Adjusting Habits To Support An Active Lifestyle
As both of these illnesses and many others are affected by hormones (in particular oestrogen production), I have to adjust my diet and training to support this.
- By implementing resistance training alongside (this can be bodyweight exercise through to weightlifting) it can help to maintain bone density which tends to decrease when on hormonal medications for treatments. You should also increase your strength and muscular endurance to help make daily tasks and the movements in climbing easier.
- The day before climbing I am careful to avoid foods that may cause a flare up (these slightly differ depending on treatments and your own body). I would recommend logging food and flare ups to spot patterns or working with a dietician to get the best guidance on diet as it is a lot more complex than this.

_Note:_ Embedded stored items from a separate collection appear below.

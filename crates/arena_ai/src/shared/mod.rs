//! Shared domain: cross-cutting примитивы арены
//!
//! Содержит:
//! - SimulationClock (монотонные часы симуляции, все "задержки": timestamps)
//! - Collision layers (категории для overlap/raycast)
//! - AgentPose (позиция + facing для core AI)

use bevy::prelude::*;

pub mod collision_layers;

pub use collision_layers::*;

/// Монотонные часы симуляции
///
/// Все задержки (search timeout, action lock, decision interval, respawn)
/// хранятся как future timestamps и сравниваются с `now`.
/// Никаких корутин / suspended execution.
#[derive(Resource, Debug, Clone, Copy, Default, PartialEq)]
pub struct SimulationClock {
    /// Секунды с начала симуляции
    pub now: f32,
    /// Номер fixed тика
    pub tick: u64,
}

impl SimulationClock {
    pub fn advance(&mut self, delta: f32) {
        self.now += delta;
        self.tick += 1;
    }
}

/// Система: продвинуть часы на один fixed timestep
///
/// Используем `timestep()` (а не `delta()`), чтобы прямой запуск FixedUpdate
/// из тестов давал тот же шаг, что и fixed main loop.
pub fn advance_clock(mut clock: ResMut<SimulationClock>, time: Res<Time<Fixed>>) {
    clock.advance(time.timestep().as_secs_f32());
}

/// Поза агента для AI решений (snapshot на время тика)
#[derive(Debug, Clone, Copy, PartialEq)]
pub struct AgentPose {
    pub position: Vec3,
    /// Направление взгляда (normalized, Bevy forward = -Z)
    pub forward: Vec3,
}

impl AgentPose {
    pub fn new(position: Vec3, forward: Vec3) -> Self {
        Self { position, forward }
    }

    pub fn from_transform(transform: &Transform) -> Self {
        Self {
            position: transform.translation,
            forward: transform.forward().as_vec3(),
        }
    }
}

/// Проекция на плоскость земли (y = 0)
pub fn flatten(v: Vec3) -> Vec3 {
    Vec3::new(v.x, 0.0, v.z)
}

/// Rotation вокруг Y, при которой forward (-Z) смотрит вдоль `direction`
pub fn yaw_towards(direction: Vec3) -> Quat {
    Quat::from_rotation_y(f32::atan2(-direction.x, -direction.z))
}
//! Perception systems (spatial index rebuild + sensor tick)

use bevy::prelude::*;

use super::{Perception, PerceptionConfig, SensorOrigin, SpatialIndex, TargetInfo};
use crate::combat::Dead;
use crate::components::{Actor, Collider, Health};

/// Система: пересобрать SpatialIndex из текущих Transform + Collider
///
/// Запускается в начале Sense фазы, все сенсоры тика видят один snapshot.
pub fn rebuild_spatial_index(
    mut index: ResMut<SpatialIndex>,
    colliders: Query<(Entity, &Transform, &Collider, Option<&Actor>, Option<&Health>)>,
) {
    index.clear();

    for (entity, transform, collider, actor, health) in colliders.iter() {
        index.insert_collider(entity, transform.translation, collider);

        if actor.is_none() && health.is_none() {
            continue;
        }

        index.insert_target(
            entity,
            TargetInfo {
                position: transform.translation,
                team: actor.map(|actor| actor.team),
                is_dead: health.is_some_and(Health::is_dead),
            },
        );
    }
}

/// Система: sensor tick для всех живых агентов с Perception
pub fn perception_tick(
    index: Res<SpatialIndex>,
    mut sensors: Query<
        (Entity, &Transform, Option<&Actor>, &PerceptionConfig, &mut Perception),
        Without<Dead>,
    >,
) {
    for (entity, transform, actor, config, mut perception) in sensors.iter_mut() {
        let origin = SensorOrigin {
            entity,
            team: actor.map(|actor| actor.team),
            position: transform.translation,
        };

        let previous = perception.current_target;
        perception.sense(&origin, config, index.as_ref());

        match (previous, perception.current_target) {
            (None, Some(target)) => {
                crate::log(&format!("👁️ {:?} spotted {:?}", entity, target));
            }
            (Some(target), None) => {
                crate::log(&format!(
                    "👻 {:?} lost sight of {:?} (last known {:?})",
                    entity, target, perception.last_known_target_position
                ));
            }
            (Some(old), Some(new)) if old != new => {
                crate::log(&format!("🔄 {:?} switched target {:?} → {:?}", entity, old, new));
            }
            _ => {}
        }
    }
}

Recognising When It’s Game Over… For That Day or Week.
This is probably the hardest part. I have to accept I do have an illness and there will be times when I wake up and getting out of bed is a no go. Again informing those around you is important so they can recognise the possibility of change or cancelling. It also took me a few years after my diagnosis not to feel guilty and to stop tolerating those who would try to make me feel that way if I bailed due to my illness.

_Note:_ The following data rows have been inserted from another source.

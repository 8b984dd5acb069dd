use crate::model::notification::NotificationRecord;
use crate::render::{Badge, PanelBody};

/// Handles on the panel's elements.
///
/// The controller drives these but does not own the underlying nodes.
pub trait PanelView {
    /// `#notification-dropdown`: visible, fade-out started, hidden.
    fn show_dropdown(&mut self);
    fn fade_out_dropdown(&mut self);
    fn hide_dropdown(&mut self);

    /// `#notification-badge`
    fn set_badge(&mut self, badge: &Badge);
    /// `#mark-all-read-btn`
    fn set_mark_all_visible(&mut self, visible: bool);

    /// `#notifications-loading`
    fn show_loading(&mut self);
    fn hide_loading(&mut self);

    /// Replaces all children of `#notifications-content` and toggles
    /// `#notifications-empty`.
    fn replace_body(&mut self, body: &PanelBody);

    /// Asks the user before a delete is sent.
    fn confirm_delete(&mut self, record: &NotificationRecord) -> bool;

    /// Called after each handled event.
    fn flush(&mut self) {}
}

The Attitudes Of Climbing & The Outdoor Community
There is thankfully little to no ego in the outdoor community I am around. My experience especially amongst the climbing and outdoor industry is of everyone enjoying their climbing, and trying to do better than they did the last time rather than looking or doing better than others. There certainly feels like less elitism (comparitively), which is really prevalent in other sports I work with. I imagine this may be different at higher levels but I still haven’t experienced this when training competitive climbers or working alongside professionals who work with ‘elite’ level climbers.
- I have to say I wouldn’t be doing half of the things I do with my life professionally and personally without the support of some amazing friends I have met through climbing (especially from my time at Lakeside).
Things To Remember
Physical activity and mental activity are not mutually exclusive. Just like physical health and mental health are also not mutually exclusive. If you have a chronic illness of any kind, you need to take care of both. If you love a hobby, make regular time for it but leave your ego at home. I have had support from counselling and cognitive behavioural therapy to help with my wellbeing more than once. These illnesses took a toll on my mental health for many reasons.

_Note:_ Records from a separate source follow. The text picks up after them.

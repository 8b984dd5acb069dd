use async_trait::async_trait;
use reqwest::{header, ClientBuilder, Method};
use serde::de::DeserializeOwned;
use std::time::Duration;

use crate::config::ApiConfig;
use crate::csrf::{CsrfTokenAccessor, CSRF_HEADER};
use crate::error::ClientError;
use crate::model::notification::{
    ClickOutput, Envelope, ListQuery, NotificationCounts, NotificationList,
};

/// Server side of the notification panel.
#[async_trait]
pub trait NotificationApi: Send + Sync {
    async fn list(&self, query: ListQuery) -> Result<NotificationList, ClientError>;
    async fn counts(&self) -> Result<NotificationCounts, ClientError>;
    async fn mark_read(&self, id: i32) -> Result<(), ClientError>;
    async fn mark_all_read(&self) -> Result<(), ClientError>;
    async fn delete(&self, id: i32) -> Result<(), ClientError>;
    async fn click(&self, id: i32) -> Result<ClickOutput, ClientError>;
}

pub struct HttpNotificationApi {
    base_url: String,
    cookie: String,
    csrf: CsrfTokenAccessor,
    request_client: reqwest::Client,
}

impl HttpNotificationApi {
    pub fn new(config: &ApiConfig, csrf: CsrfTokenAccessor) -> Result<Self, ClientError> {
        let mut headers = header::HeaderMap::new();
        headers.insert(
            "X-Requested-With",
            header::HeaderValue::from_static("XMLHttpRequest"),
        );
        headers.insert(
            header::ACCEPT,
            header::HeaderValue::from_static("application/json"),
        );
        let request_client = ClientBuilder::new()
            .user_agent(config.user_agent.as_str())
            .default_headers(headers)
            .connect_timeout(Duration::from_secs(config.connect_timeout))
            .timeout(Duration::from_secs(config.whole_timeout))
            .pool_idle_timeout(Duration::from_secs(config.pool_idle_timeout))
            .build()
            .map_err(|e| {
                tracing::error!("创建HTTP客户端失败: {}", e);
                e
            })?;

        Ok(Self {
            base_url: config.base_url.trim_end_matches('/').to_string(),
            cookie: config.cookie.clone(),
            csrf,
            request_client,
        })
    }

    fn url(&self, path: &str) -> String {
        format!("{}/{}", self.base_url, path)
    }

    async fn send(
        &self,
        method: Method,
        path: &str,
        query: Option<&ListQuery>,
    ) -> Result<String, ClientError> {
        let mutating = method != Method::GET;
        let mut request = self
            .request_client
            .request(method.clone(), self.url(path))
            .header(header::CONTENT_TYPE, "application/json");
        if !self.cookie.is_empty() {
            request = request.header(header::COOKIE, self.cookie.as_str());
        }
        if mutating {
            request = request.header(CSRF_HEADER, self.csrf.token());
        }
        if let Some(query) = query {
            request = request.query(query);
        }

        let response = request.send().await.map_err(|e| {
            tracing::error!("[{} {}]发送请求失败: {}", method, path, e);
            e
        })?;

        let status = response.status();
        let body = response.text().await.map_err(|e| {
            tracing::error!("[{} {}]读取响应失败: {}", method, path, e);
            e
        })?;
        if !status.is_success() {
            tracing::debug!(
                "[{} {}]响应状态码不正确: {}, 内容: {}",
                method,
                path,
                status.as_str(),
                body
            );
            return Err(ClientError::http_status_err(
                status,
                &format!("[{} {}]响应状态码: {}, 内容: {}", method, path, status.as_str(), body),
            ));
        }
        Ok(body)
    }

    async fn send_json<T>(
        &self,
        method: Method,
        path: &str,
        query: Option<&ListQuery>,
    ) -> Result<T, ClientError>
    where
        T: DeserializeOwned + Envelope,
    {
        let body = self.send(method, path, query).await?;
        let output: T = serde_json::from_str(&body).map_err(|e| {
            tracing::error!("[{}]尝试反序列化文本失败: {}", path, e);
            e
        })?;
        if let Some(message) = output.rejected_message() {
            return Err(ClientError::rejected_err(
                &message,
                &format!("[{}]响应中success为false", path),
            ));
        }
        Ok(output)
    }
}

#[async_trait]
impl NotificationApi for HttpNotificationApi {
    async fn list(&self, query: ListQuery) -> Result<NotificationList, ClientError> {
        self.send_json(Method::GET, "get/", Some(&query)).await
    }

    async fn counts(&self) -> Result<NotificationCounts, ClientError> {
        self.send_json(Method::GET, "counts/", None).await
    }

    async fn mark_read(&self, id: i32) -> Result<(), ClientError> {
        self.send(Method::POST, &format!("mark-read/{}/", id), None)
            .await
            .map(|_| ())
    }

    async fn mark_all_read(&self) -> Result<(), ClientError> {
        self.send(Method::POST, "mark-all-read/", None)
            .await
            .map(|_| ())
    }

    async fn delete(&self, id: i32) -> Result<(), ClientError> {
        self.send(Method::DELETE, &format!("delete/{}/", id), None)
            .await
            .map(|_| ())
    }

    async fn click(&self, id: i32) -> Result<ClickOutput, ClientError> {
        self.send_json(Method::POST, &format!("click/{}/", id), None)
            .await
    }
}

There are numerous research studies that highlight the detriment to mental health for those suffering with either of these conditions (as well as other similar conditions). If this is the case for you as a reader please reach out to your doctor, specialist or local MIND support. If you suffer with endometriosis I really recommend reading The Doctor Will See You Now (and get your partner, friends, family or those you live with to have a read through).